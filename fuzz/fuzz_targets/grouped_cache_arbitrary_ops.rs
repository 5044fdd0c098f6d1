#![no_main]

use std::ops::ControlFlow;

use cappedcache::policy::grouped_fifo::GroupedFifoCore;
use libfuzzer_sys::fuzz_target;

// Fuzz arbitrary operation sequences on GroupedFifoCore
//
// First byte picks the capacity, then each byte triple is (op, group, id).
// After every step the store, order log and size counter must agree.
fuzz_target!(|data: &[u8]| {
    let Some((&cap, ops)) = data.split_first() else {
        return;
    };
    let capacity = usize::from(cap % 32);
    let mut core: GroupedFifoCore<u8, u8, u16> = GroupedFifoCore::new(capacity);

    for triple in ops.chunks_exact(3) {
        let op = triple[0] % 8;
        let group = triple[1] % 8;
        let id = triple[2];
        let value = u16::from(group) << 8 | u16::from(id);

        match op {
            0 | 1 => {
                let existed = core.contains(&group, &id);
                let old_len = core.len();
                let previous = core.put(group, id, value);
                assert_eq!(previous.is_some(), existed);
                if existed {
                    assert_eq!(core.len(), old_len);
                    assert_eq!(core.get(&group, &id), Some(&value));
                }
            },
            2 => {
                let old_len = core.len();
                if core.remove(&group, &id).is_some() {
                    assert_eq!(core.len(), old_len - 1);
                }
                assert!(!core.contains(&group, &id));
            },
            3 => {
                let expected = core.group_len(&group);
                assert_eq!(core.group_remove(&group), expected);
                assert_eq!(core.group_len(&group), 0);
            },
            4 => {
                let old_len = core.len();
                let removed = core.remove_if(|g, v| (*g ^ (*v as u8)) % 3 == 0);
                assert_eq!(core.len(), old_len - removed);
            },
            5 => {
                core.group_remove_if(&group, |_, v| v % 2 == 0);
                assert!(core.group_iter(&group).all(|v| v % 2 == 1));
            },
            6 => {
                let mut seen = 0usize;
                let _ = core.all(|_, _| {
                    seen += 1;
                    ControlFlow::<()>::Continue(())
                });
                assert_eq!(seen, core.len());
            },
            _ => {
                let items = core.snapshot();
                let before = core.len();
                let loaded = core.load(items, |v| ((*v >> 8) as u8, *v as u8));
                assert_eq!(loaded, before);
            },
        }

        assert!(core.len() <= capacity);
        core.check_invariants().unwrap();
    }
});
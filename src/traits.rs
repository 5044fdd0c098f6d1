//! # Grouped Cache Traits
//!
//! The interface collaborators program against when they need a bounded
//! two-level `(group, id)` cache but not a particular implementation.
//!
//! ## Architecture
//!
//! ```text
//!   ┌───────────────────────────────────────────────────────────┐
//!   │                 GroupedCache<G, I, T>                     │
//!   │                                                           │
//!   │  get(&, &G, &I) → Option<T>                               │
//!   │  put(&, G, I, T) → Option<T>                              │
//!   │  remove(&, &G, &I) → Option<T>                            │
//!   │  group_remove(&, &G) → usize                              │
//!   │  remove_if(&, FnMut(&G, &T) → bool) → usize               │
//!   │  group_remove_if(&, &G, FnMut(&G, &T) → bool) → usize     │
//!   │  len(&) / is_empty(&) / group_len(&, &G)                  │
//!   │  all(&, FnMut(&G, &T) → ControlFlow<B>)                   │
//!   │  group_all(&, &G, FnMut(&T) → ControlFlow<B>)             │
//!   └───────────────────────────────────────────────────────────┘
//!
//!   ┌───────────────────────────────────────────────────────────┐
//!   │ ConcurrentCache                                           │
//!   │                                                           │
//!   │   Marker trait: Send + Sync                               │
//!   │   Usage: fn f<C: GroupedCache<G, I, T> + ConcurrentCache> │
//!   └───────────────────────────────────────────────────────────┘
//! ```
//!
//! All methods take `&self`: implementations synchronize internally. Absence
//! is reported as `None` or `0`, never as an error.
//!
//! ## Example
//!
//! ```
//! use cappedcache::policy::grouped_fifo::CappedGroupedCache;
//! use cappedcache::traits::{ConcurrentCache, GroupedCache};
//!
//! fn forget_channel<C>(cache: &C, channel: u64) -> usize
//! where
//!     C: GroupedCache<u64, u64, String> + ConcurrentCache,
//! {
//!     cache.group_remove(&channel)
//! }
//!
//! let cache = CappedGroupedCache::new(16);
//! cache.put(1, 1, "hi".to_string());
//! cache.put(1, 2, "there".to_string());
//! assert_eq!(forget_channel(&cache, 1), 2);
//! assert!(GroupedCache::is_empty(&cache));
//! ```

use std::ops::ControlFlow;

/// Bounded cache addressed by a `(group, id)` key pair.
///
/// # Type Parameters
///
/// - `G`: Group key
/// - `I`: Entry key within a group
/// - `T`: Cached entity, returned by clone
pub trait GroupedCache<G, I, T> {
    /// Returns a copy of the entity at `(group, id)`.
    ///
    /// Must not affect eviction order.
    fn get(&self, group: &G, id: &I) -> Option<T>;

    /// Inserts or overwrites an entity, returning the previous one.
    fn put(&self, group: G, id: I, entity: T) -> Option<T>;

    fn remove(&self, group: &G, id: &I) -> Option<T>;

    /// Removes every entry of `group`, returning how many there were.
    fn group_remove(&self, group: &G) -> usize;

    /// Removes every entry matching `predicate`, returning how many matched.
    fn remove_if<F>(&self, predicate: F) -> usize
    where
        F: FnMut(&G, &T) -> bool;

    fn group_remove_if<F>(&self, group: &G, predicate: F) -> usize
    where
        F: FnMut(&G, &T) -> bool;

    /// Number of live entries across all groups.
    fn len(&self) -> usize;

    fn is_empty(&self) -> bool {
        self.len() == 0
    }

    fn group_len(&self, group: &G) -> usize;

    /// Visits every `(group, entity)` until `f` returns `Break`.
    fn all<B, F>(&self, f: F) -> ControlFlow<B>
    where
        F: FnMut(&G, &T) -> ControlFlow<B>;

    /// Visits the entities of `group` until `f` returns `Break`.
    fn group_all<B, F>(&self, group: &G, f: F) -> ControlFlow<B>
    where
        F: FnMut(&T) -> ControlFlow<B>;
}

/// Marker trait for caches that are safe to use concurrently.
///
/// Implementors guarantee thread-safe operations. This trait extends
/// `Send + Sync` and can be used as a bound to require concurrent access.
pub trait ConcurrentCache: Send + Sync {}
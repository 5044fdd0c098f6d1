use std::sync::atomic::{AtomicU64, Ordering};

use crate::metrics::traits::{GroupedMetricsReadRecorder, GroupedMetricsRecorder};

/// Write-path counters, owned by the core and mutated under the write lock.
#[derive(Debug, Default, Clone)]
pub struct GroupedMetrics {
    pub put_calls: u64,
    pub put_new: u64,
    pub put_updates: u64,
    pub evict_calls: u64,
    pub evicted_entries: u64,
    pub stale_skips: u64,
    pub compactions: u64,
    pub compacted_slots: u64,
    pub remove_calls: u64,
    pub removed_entries: u64,
    pub loads: u64,
}

impl GroupedMetricsRecorder for GroupedMetrics {
    fn record_put_call(&mut self) {
        self.put_calls += 1;
    }

    fn record_put_new(&mut self) {
        self.put_new += 1;
    }

    fn record_put_update(&mut self) {
        self.put_updates += 1;
    }

    fn record_evict_call(&mut self) {
        self.evict_calls += 1;
    }

    fn record_evicted_entry(&mut self) {
        self.evicted_entries += 1;
    }

    fn record_stale_skip(&mut self) {
        self.stale_skips += 1;
    }

    fn record_compaction(&mut self, reclaimed: usize) {
        self.compactions += 1;
        self.compacted_slots += reclaimed as u64;
    }

    fn record_remove_call(&mut self) {
        self.remove_calls += 1;
    }

    fn record_removed_entries(&mut self, count: usize) {
        self.removed_entries += count as u64;
    }

    fn record_load(&mut self) {
        self.loads += 1;
    }
}

/// Read-path counters, bumped while only the shared lock is held.
#[derive(Debug, Default)]
pub struct ReadMetrics {
    pub get_hits: AtomicU64,
    pub get_misses: AtomicU64,
}

impl ReadMetrics {
    pub fn hits(&self) -> u64 {
        self.get_hits.load(Ordering::Relaxed)
    }

    pub fn misses(&self) -> u64 {
        self.get_misses.load(Ordering::Relaxed)
    }

    pub fn reset(&self) {
        self.get_hits.store(0, Ordering::Relaxed);
        self.get_misses.store(0, Ordering::Relaxed);
    }
}

impl GroupedMetricsReadRecorder for ReadMetrics {
    fn record_get_hit(&self) {
        self.get_hits.fetch_add(1, Ordering::Relaxed);
    }

    fn record_get_miss(&self) {
        self.get_misses.fetch_add(1, Ordering::Relaxed);
    }
}
// ==============================================
// GROUPED CACHE INVARIANT TESTS (integration)
// ==============================================
//
// End-to-end behavior of the public API: capacity handling, FIFO order,
// lazy order-log cleanup and the generic trait surface.

use std::ops::ControlFlow;

use cappedcache::policy::grouped_fifo::{CappedGroupedCache, CappedGroupedCacheBuilder};
use cappedcache::traits::{ConcurrentCache, GroupedCache};

#[derive(Debug, Clone, PartialEq)]
struct Member {
    guild_id: u64,
    user_id: u64,
    nick: Option<String>,
}

fn member(guild_id: u64, user_id: u64) -> Member {
    Member {
        guild_id,
        user_id,
        nick: None,
    }
}

// ==============================================
// Capacity-0 Behavior
// ==============================================

mod zero_capacity {
    use super::*;

    #[test]
    fn capacity_zero_is_honored() {
        let cache: CappedGroupedCache<u64, u64, Member> = CappedGroupedCache::new(0);
        assert_eq!(cache.capacity(), 0);
    }

    #[test]
    fn put_is_evicted_immediately() {
        let cache: CappedGroupedCache<u64, u64, Member> = CappedGroupedCache::new(0);
        for i in 0..10 {
            assert_eq!(cache.put(1, i, member(1, i)), None);
            assert!(cache.is_empty());
        }
        assert_eq!(cache.group_count(), 0);
        assert!(cache.order_len() <= 1);
        cache.check_invariants().unwrap();
    }

    #[test]
    fn load_into_zero_capacity_is_empty() {
        let cache: CappedGroupedCache<u64, u64, Member> = CappedGroupedCache::new(0);
        let loaded = cache.load(vec![member(1, 1), member(1, 2)], |m| (m.guild_id, m.user_id));
        assert_eq!(loaded, 0);
        assert!(cache.is_empty());
    }

    #[test]
    fn fallible_constructors_reject_zero() {
        assert!(CappedGroupedCache::<u64, u64, Member>::try_new(0).is_err());
        assert!(
            CappedGroupedCacheBuilder::new(0)
                .try_build::<u64, u64, Member>()
                .is_err()
        );
    }
}

// ==============================================
// FIFO eviction
// ==============================================

mod fifo_eviction {
    use super::*;

    #[test]
    fn oldest_insert_goes_first() {
        let cache = CappedGroupedCache::new(100);
        for i in 1..=101u64 {
            cache.put(1u64, i, member(1, i));
        }

        assert_eq!(cache.len(), 100);
        assert!(cache.get(&1, &1).is_none());
        assert!(cache.get(&1, &2).is_some());
        assert!(cache.get(&1, &101).is_some());
    }

    #[test]
    fn eviction_crosses_groups_in_insertion_order() {
        let cache = CappedGroupedCache::new(3);
        cache.put(1u64, 1u64, member(1, 1));
        cache.put(2, 1, member(2, 1));
        cache.put(1, 2, member(1, 2));
        cache.put(3, 1, member(3, 1));

        assert!(!cache.contains(&1, &1));
        assert!(cache.contains(&2, &1));
        assert_eq!(cache.group_len(&1), 1);

        cache.put(3, 2, member(3, 2));
        assert!(!cache.contains(&2, &1));
        assert_eq!(cache.group_count(), 2);
        cache.check_invariants().unwrap();
    }

    #[test]
    fn overwrite_does_not_reset_age() {
        let cache = CappedGroupedCache::new(2);
        cache.put(1u64, 1u64, member(1, 1));
        cache.put(1, 2, member(1, 2));

        let mut renamed = member(1, 1);
        renamed.nick = Some("renamed".into());
        assert_eq!(cache.put(1, 1, renamed).map(|m| m.nick), Some(None));
        assert_eq!(cache.len(), 2);

        cache.put(1, 3, member(1, 3));
        assert!(cache.get(&1, &1).is_none());
        assert!(cache.get(&1, &2).is_some());
    }

    #[test]
    fn removals_leave_stale_slots_that_are_skipped() {
        let cache = CappedGroupedCache::new(10);
        for i in 1..=10u64 {
            cache.put(1u64, i, member(1, i));
        }
        cache.remove(&1, &3);
        cache.remove(&1, &5);
        assert_eq!(cache.len(), 8);

        // Two free slots: 11 and 12 fit without eviction.
        cache.put(1, 11, member(1, 11));
        cache.put(1, 12, member(1, 12));
        assert!(cache.contains(&1, &1));
        assert_eq!(cache.len(), 10);

        // 13 evicts 1, 14 evicts 2, 15 skips stale 3 and evicts 4.
        cache.put(1, 13, member(1, 13));
        assert!(!cache.contains(&1, &1));
        cache.put(1, 14, member(1, 14));
        assert!(!cache.contains(&1, &2));
        cache.put(1, 15, member(1, 15));
        assert!(!cache.contains(&1, &4));

        assert_eq!(cache.len(), 10);
        let mut remaining: Vec<u64> = cache.read().group_iter(&1).map(|m| m.user_id).collect();
        remaining.sort_unstable();
        assert_eq!(remaining, (6..=15).collect::<Vec<_>>());
        cache.check_invariants().unwrap();
    }

    #[test]
    fn order_log_stays_bounded_under_churn() {
        let capacity = 64;
        let cache = CappedGroupedCache::new(capacity);
        for i in 0..50_000u64 {
            cache.put(i % 3, i, member(i % 3, i));
            assert!(cache.order_len() <= capacity * 2 + 1);
        }
        assert_eq!(cache.len(), capacity);
    }
}

// ==============================================
// Grouped removal
// ==============================================

mod grouped_removal {
    use super::*;

    #[test]
    fn group_remove_isolated_from_other_groups() {
        let cache = CappedGroupedCache::new(100);
        cache.put(1u64, 10u64, member(1, 10));
        cache.put(1, 11, member(1, 11));
        cache.put(2, 20, member(2, 20));

        assert_eq!(cache.group_remove(&1), 2);
        assert_eq!(cache.len(), 1);

        let mut groups = Vec::new();
        let _ = cache.all(|g, _| {
            groups.push(*g);
            ControlFlow::<()>::Continue(())
        });
        assert_eq!(groups, vec![2]);
    }

    #[test]
    fn remove_if_with_nick_predicate() {
        let cache = CappedGroupedCache::new(100);
        for i in 0..10u64 {
            let mut m = member(i % 2, i);
            if i % 3 == 0 {
                m.nick = Some(format!("n{i}"));
            }
            cache.put(i % 2, i, m);
        }

        let removed = cache.remove_if(|_, m| m.nick.is_some());
        assert_eq!(removed, 4);
        assert_eq!(cache.len(), 6);
        assert_eq!(cache.remove_if(|_, m| m.nick.is_some()), 0);
        cache.check_invariants().unwrap();
    }

    #[test]
    fn group_remove_if_scoped_to_group() {
        let cache = CappedGroupedCache::new(100);
        cache.put(1u64, 1u64, member(1, 1));
        cache.put(2, 1, member(2, 1));

        assert_eq!(cache.group_remove_if(&1, |_, _| true), 1);
        assert_eq!(cache.group_len(&1), 0);
        assert_eq!(cache.group_len(&2), 1);
    }
}

// ==============================================
// Trait surface
// ==============================================

mod trait_surface {
    use super::*;

    fn evict_guild<C>(cache: &C, guild: u64) -> usize
    where
        C: GroupedCache<u64, u64, Member> + ConcurrentCache,
    {
        cache.group_remove(&guild)
    }

    fn count_named<C: GroupedCache<u64, u64, Member>>(cache: &C, guild: u64) -> usize {
        let mut named = 0;
        let _ = cache.group_all(&guild, |m| {
            if m.nick.is_some() {
                named += 1;
            }
            ControlFlow::<()>::Continue(())
        });
        named
    }

    #[test]
    fn generic_callers_work_through_trait() {
        let cache: CappedGroupedCache<u64, u64, Member> = CappedGroupedCache::new(10);
        let mut named = member(5, 1);
        named.nick = Some("nick".into());
        GroupedCache::put(&cache, 5, 1, named);
        GroupedCache::put(&cache, 5, 2, member(5, 2));

        assert_eq!(count_named(&cache, 5), 1);
        assert_eq!(GroupedCache::group_len(&cache, &5), 2);
        assert_eq!(evict_guild(&cache, 5), 2);
        assert!(GroupedCache::is_empty(&cache));
    }
}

_Directions_:
Where a line in the material above holds "before", copy that line.

_Your response_:
                let before = core.len();
                assert_eq!(loaded, before);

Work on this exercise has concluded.